(Data excerpts)
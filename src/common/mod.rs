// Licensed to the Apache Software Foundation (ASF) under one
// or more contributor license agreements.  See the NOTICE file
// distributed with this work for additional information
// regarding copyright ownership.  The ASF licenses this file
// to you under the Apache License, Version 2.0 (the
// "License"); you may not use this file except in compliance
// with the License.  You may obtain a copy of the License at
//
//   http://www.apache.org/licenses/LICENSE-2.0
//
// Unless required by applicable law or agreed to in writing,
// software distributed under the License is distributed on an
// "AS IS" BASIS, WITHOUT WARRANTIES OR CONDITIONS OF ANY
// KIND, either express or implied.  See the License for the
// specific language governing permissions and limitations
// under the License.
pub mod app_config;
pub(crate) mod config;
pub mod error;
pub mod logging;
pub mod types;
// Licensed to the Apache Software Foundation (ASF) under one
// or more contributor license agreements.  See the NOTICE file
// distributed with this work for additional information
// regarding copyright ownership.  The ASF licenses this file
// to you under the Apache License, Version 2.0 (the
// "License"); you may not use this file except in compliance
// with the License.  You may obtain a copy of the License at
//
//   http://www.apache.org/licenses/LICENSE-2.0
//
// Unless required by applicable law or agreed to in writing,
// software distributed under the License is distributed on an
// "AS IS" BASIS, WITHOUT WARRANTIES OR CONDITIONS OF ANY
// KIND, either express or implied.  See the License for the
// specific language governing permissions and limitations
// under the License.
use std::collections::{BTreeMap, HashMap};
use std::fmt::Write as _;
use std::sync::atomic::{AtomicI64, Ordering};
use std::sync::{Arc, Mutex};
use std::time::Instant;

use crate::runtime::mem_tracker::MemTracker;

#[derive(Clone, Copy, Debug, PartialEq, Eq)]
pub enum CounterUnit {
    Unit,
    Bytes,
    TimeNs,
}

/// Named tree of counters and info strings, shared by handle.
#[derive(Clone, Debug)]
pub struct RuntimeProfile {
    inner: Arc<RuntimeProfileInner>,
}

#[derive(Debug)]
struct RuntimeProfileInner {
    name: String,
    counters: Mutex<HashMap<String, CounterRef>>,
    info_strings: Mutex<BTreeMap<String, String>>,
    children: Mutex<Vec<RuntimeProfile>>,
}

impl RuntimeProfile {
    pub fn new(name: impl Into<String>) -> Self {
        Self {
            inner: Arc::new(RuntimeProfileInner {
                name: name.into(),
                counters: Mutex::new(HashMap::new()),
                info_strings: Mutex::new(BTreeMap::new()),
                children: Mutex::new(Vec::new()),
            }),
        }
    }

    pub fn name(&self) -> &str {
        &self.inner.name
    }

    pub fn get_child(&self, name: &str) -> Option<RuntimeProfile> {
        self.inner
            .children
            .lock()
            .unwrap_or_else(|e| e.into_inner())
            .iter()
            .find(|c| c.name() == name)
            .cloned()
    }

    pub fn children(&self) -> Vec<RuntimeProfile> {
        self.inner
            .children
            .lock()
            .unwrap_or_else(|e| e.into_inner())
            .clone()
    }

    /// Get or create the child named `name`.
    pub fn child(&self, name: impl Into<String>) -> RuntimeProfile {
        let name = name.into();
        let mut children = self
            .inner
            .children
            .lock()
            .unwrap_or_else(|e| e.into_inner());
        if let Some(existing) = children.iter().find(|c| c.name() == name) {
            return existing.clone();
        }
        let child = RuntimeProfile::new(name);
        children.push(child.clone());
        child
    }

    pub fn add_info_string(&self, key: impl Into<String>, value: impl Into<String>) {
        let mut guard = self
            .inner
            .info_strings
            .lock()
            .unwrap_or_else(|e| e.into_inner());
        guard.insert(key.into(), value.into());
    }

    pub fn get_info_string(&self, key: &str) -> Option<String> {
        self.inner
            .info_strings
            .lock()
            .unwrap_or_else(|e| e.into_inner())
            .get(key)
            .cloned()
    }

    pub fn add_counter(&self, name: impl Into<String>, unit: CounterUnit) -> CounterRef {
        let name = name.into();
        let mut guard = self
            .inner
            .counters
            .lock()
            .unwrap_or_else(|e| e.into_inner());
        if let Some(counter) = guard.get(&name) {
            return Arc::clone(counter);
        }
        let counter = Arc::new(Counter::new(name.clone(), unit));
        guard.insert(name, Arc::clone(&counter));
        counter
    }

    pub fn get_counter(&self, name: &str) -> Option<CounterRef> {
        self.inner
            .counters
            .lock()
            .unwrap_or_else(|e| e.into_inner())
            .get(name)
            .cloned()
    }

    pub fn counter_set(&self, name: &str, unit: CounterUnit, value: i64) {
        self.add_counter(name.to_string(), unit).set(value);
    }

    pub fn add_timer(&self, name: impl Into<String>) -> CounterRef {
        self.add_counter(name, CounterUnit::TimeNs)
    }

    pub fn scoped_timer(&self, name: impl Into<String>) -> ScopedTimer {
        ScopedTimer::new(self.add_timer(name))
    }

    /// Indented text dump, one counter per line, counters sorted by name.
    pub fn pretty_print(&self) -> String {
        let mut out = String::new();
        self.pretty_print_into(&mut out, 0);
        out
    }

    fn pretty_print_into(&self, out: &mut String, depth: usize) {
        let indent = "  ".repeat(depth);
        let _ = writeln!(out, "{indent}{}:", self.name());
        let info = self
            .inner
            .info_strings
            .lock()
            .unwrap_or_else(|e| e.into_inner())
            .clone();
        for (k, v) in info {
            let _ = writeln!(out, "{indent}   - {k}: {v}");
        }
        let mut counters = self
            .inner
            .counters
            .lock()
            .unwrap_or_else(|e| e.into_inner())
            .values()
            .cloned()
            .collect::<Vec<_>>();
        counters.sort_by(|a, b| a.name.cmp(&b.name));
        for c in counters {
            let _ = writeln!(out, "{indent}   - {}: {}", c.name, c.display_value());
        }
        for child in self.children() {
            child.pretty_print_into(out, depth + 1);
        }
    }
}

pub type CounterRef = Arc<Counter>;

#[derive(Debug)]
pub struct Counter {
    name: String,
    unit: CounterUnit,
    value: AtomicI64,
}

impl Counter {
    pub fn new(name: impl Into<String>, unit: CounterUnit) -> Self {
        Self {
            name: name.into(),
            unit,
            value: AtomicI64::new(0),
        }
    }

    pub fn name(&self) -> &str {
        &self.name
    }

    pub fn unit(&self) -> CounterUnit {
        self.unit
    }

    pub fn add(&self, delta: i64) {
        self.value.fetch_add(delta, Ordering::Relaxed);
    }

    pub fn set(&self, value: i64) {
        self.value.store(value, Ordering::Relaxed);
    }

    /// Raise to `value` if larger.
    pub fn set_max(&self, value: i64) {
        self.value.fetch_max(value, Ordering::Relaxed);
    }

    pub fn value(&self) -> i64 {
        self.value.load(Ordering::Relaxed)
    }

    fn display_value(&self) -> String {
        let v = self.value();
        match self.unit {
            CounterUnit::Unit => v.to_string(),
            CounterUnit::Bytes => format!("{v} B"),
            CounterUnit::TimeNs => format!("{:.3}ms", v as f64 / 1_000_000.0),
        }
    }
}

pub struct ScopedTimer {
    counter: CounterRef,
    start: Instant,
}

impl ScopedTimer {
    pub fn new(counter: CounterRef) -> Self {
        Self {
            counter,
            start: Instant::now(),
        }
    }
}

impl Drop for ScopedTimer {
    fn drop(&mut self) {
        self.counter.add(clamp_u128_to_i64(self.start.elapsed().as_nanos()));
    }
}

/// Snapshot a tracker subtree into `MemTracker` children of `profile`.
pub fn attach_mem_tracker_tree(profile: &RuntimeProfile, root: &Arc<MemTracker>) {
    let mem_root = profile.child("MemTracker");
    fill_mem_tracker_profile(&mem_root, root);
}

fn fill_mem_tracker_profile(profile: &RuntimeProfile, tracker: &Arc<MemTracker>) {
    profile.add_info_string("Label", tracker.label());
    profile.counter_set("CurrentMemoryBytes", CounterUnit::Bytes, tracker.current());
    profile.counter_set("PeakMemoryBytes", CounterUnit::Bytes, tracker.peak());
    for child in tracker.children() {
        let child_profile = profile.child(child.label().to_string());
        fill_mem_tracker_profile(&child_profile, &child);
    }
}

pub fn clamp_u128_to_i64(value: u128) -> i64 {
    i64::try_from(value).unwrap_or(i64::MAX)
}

*Assignment:*
Note each line of the entries that has "start" in it, and copy those lines.

*Exercise solution:*
    start: Instant,
            start: Instant::now(),
        self.counter.add(clamp_u128_to_i64(self.start.elapsed().as_nanos()));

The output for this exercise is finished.